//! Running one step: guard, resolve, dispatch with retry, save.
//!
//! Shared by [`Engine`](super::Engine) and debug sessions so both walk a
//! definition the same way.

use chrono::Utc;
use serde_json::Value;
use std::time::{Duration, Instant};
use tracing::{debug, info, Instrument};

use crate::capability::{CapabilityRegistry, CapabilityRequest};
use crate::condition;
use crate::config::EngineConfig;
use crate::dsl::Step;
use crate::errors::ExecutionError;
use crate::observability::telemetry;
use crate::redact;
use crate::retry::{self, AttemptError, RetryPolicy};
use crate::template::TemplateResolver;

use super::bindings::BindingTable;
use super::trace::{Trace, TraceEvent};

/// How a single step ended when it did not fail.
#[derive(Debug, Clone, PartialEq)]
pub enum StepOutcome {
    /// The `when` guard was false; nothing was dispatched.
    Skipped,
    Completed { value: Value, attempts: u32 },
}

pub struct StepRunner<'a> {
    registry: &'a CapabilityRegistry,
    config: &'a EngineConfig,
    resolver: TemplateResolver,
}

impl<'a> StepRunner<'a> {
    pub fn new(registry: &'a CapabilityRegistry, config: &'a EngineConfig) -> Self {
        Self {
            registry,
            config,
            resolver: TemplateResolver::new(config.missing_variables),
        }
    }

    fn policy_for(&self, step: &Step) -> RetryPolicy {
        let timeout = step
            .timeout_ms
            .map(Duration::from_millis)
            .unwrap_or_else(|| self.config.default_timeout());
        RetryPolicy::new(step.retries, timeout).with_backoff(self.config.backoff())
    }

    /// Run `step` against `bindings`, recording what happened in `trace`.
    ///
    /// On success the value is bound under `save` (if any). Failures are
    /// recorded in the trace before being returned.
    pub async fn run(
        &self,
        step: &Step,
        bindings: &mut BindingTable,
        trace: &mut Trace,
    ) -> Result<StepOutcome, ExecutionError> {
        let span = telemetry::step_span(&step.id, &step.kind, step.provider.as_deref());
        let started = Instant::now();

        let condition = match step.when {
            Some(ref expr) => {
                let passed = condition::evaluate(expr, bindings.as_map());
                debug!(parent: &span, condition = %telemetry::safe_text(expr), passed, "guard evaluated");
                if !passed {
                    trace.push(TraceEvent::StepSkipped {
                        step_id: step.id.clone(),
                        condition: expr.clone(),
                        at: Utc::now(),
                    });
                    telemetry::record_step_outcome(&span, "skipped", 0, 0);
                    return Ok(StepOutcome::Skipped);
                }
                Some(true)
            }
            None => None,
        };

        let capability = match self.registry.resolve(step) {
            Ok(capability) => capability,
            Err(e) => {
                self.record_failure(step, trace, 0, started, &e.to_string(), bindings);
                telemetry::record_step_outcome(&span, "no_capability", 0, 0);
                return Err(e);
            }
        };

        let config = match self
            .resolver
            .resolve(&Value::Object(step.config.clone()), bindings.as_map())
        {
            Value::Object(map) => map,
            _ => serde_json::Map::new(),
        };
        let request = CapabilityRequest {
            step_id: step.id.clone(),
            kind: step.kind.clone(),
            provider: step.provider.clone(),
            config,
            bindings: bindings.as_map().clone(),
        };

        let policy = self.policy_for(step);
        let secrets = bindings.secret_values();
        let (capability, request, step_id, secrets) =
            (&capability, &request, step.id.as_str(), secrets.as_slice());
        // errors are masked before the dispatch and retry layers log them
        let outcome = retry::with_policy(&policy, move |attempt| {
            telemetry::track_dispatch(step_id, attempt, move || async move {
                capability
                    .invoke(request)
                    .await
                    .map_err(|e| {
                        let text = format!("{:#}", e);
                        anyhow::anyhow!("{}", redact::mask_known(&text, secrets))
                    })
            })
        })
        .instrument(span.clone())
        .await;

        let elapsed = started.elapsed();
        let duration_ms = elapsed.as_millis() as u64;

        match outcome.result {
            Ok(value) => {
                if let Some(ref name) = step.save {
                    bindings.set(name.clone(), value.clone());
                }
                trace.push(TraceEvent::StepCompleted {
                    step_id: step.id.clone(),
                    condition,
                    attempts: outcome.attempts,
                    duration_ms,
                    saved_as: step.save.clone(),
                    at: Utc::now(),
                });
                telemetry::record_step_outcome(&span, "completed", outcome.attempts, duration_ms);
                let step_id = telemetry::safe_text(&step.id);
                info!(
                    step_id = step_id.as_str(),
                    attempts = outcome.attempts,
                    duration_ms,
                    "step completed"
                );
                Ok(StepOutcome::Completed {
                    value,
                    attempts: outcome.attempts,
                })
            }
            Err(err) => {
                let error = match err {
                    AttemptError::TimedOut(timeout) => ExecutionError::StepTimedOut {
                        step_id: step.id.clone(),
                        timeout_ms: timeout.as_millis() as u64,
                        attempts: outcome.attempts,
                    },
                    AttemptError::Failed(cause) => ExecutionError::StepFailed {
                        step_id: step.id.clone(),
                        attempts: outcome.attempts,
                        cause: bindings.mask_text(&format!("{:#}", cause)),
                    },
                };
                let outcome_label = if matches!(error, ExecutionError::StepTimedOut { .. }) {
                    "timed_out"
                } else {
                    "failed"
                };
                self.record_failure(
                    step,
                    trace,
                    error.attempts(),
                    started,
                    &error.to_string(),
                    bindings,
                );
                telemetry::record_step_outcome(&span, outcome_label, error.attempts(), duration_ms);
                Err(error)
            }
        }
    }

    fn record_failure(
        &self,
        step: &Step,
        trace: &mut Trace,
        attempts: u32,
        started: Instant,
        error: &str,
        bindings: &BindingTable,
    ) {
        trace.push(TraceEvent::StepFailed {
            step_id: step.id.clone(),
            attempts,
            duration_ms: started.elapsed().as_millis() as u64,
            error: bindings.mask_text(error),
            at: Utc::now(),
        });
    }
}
* * * * * * *
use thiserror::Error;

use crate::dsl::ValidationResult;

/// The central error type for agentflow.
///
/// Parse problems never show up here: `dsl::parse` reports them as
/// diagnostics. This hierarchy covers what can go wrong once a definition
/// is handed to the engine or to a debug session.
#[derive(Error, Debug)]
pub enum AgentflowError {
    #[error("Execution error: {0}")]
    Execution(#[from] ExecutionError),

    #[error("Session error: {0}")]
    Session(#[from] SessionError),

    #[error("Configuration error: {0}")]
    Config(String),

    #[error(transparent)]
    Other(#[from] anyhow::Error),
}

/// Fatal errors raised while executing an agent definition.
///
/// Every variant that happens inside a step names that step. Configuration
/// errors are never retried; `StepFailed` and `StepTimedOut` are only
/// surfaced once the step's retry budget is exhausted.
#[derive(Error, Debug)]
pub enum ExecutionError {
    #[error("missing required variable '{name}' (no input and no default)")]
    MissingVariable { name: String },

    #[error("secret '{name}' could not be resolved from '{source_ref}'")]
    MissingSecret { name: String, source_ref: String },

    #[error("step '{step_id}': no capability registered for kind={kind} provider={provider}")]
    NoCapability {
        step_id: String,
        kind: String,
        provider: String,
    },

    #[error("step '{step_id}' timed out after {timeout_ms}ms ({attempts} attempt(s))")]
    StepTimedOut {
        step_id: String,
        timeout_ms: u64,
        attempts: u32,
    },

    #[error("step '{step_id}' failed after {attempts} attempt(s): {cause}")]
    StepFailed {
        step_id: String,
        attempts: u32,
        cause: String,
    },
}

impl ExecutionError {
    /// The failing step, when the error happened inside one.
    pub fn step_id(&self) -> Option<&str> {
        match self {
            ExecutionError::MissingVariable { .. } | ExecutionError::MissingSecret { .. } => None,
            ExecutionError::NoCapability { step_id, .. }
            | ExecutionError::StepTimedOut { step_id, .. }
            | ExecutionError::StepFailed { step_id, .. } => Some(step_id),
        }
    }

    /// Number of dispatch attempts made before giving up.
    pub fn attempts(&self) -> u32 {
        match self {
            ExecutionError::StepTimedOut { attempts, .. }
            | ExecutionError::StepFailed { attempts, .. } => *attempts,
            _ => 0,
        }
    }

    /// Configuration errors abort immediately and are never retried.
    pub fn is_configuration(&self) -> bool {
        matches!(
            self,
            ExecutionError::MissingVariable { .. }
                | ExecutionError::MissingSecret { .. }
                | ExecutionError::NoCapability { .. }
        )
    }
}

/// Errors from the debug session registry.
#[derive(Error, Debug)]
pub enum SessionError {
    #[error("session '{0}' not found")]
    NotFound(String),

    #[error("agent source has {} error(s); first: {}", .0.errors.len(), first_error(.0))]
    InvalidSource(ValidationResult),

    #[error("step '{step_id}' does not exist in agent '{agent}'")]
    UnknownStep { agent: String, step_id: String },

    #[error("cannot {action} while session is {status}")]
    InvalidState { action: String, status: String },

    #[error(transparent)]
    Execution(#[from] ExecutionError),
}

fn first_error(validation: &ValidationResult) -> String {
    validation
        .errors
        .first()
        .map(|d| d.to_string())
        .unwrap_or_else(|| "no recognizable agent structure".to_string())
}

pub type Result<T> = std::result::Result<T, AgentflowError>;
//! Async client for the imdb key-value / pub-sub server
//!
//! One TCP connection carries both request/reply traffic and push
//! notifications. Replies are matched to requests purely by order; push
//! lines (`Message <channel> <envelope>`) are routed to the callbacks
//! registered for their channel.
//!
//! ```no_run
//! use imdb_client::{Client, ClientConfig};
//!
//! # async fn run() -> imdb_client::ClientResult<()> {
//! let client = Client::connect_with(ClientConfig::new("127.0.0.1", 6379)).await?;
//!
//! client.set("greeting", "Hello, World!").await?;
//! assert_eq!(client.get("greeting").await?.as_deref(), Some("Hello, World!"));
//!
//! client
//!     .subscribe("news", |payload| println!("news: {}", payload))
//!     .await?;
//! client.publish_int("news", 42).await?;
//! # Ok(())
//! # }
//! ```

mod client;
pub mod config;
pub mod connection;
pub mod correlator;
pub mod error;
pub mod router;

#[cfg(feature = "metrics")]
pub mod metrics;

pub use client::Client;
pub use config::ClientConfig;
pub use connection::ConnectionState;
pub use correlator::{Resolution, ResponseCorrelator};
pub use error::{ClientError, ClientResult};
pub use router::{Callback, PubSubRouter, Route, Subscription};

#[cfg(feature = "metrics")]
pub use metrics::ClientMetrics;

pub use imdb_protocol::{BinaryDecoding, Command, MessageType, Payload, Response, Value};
* * * * * * *
- **ASSIGNED TASK**
Look above for the line holding "with retry, save." and the line holding "use super::bindings::BindingTable;". Retype both, and every line between them, word for word and nothing else.

- **RESPONSE**
//! Running one step: guard, resolve, dispatch with retry, save.
//!
//! Shared by [`Engine`](super::Engine) and debug sessions so both walk a
//! definition the same way.

use chrono::Utc;
use serde_json::Value;
use std::time::{Duration, Instant};
use tracing::{debug, info, Instrument};

use crate::capability::{CapabilityRegistry, CapabilityRequest};
use crate::condition;
use crate::config::EngineConfig;
use crate::dsl::Step;
use crate::errors::ExecutionError;
use crate::observability::telemetry;
use crate::redact;
use crate::retry::{self, AttemptError, RetryPolicy};
use crate::template::TemplateResolver;

use super::bindings::BindingTable;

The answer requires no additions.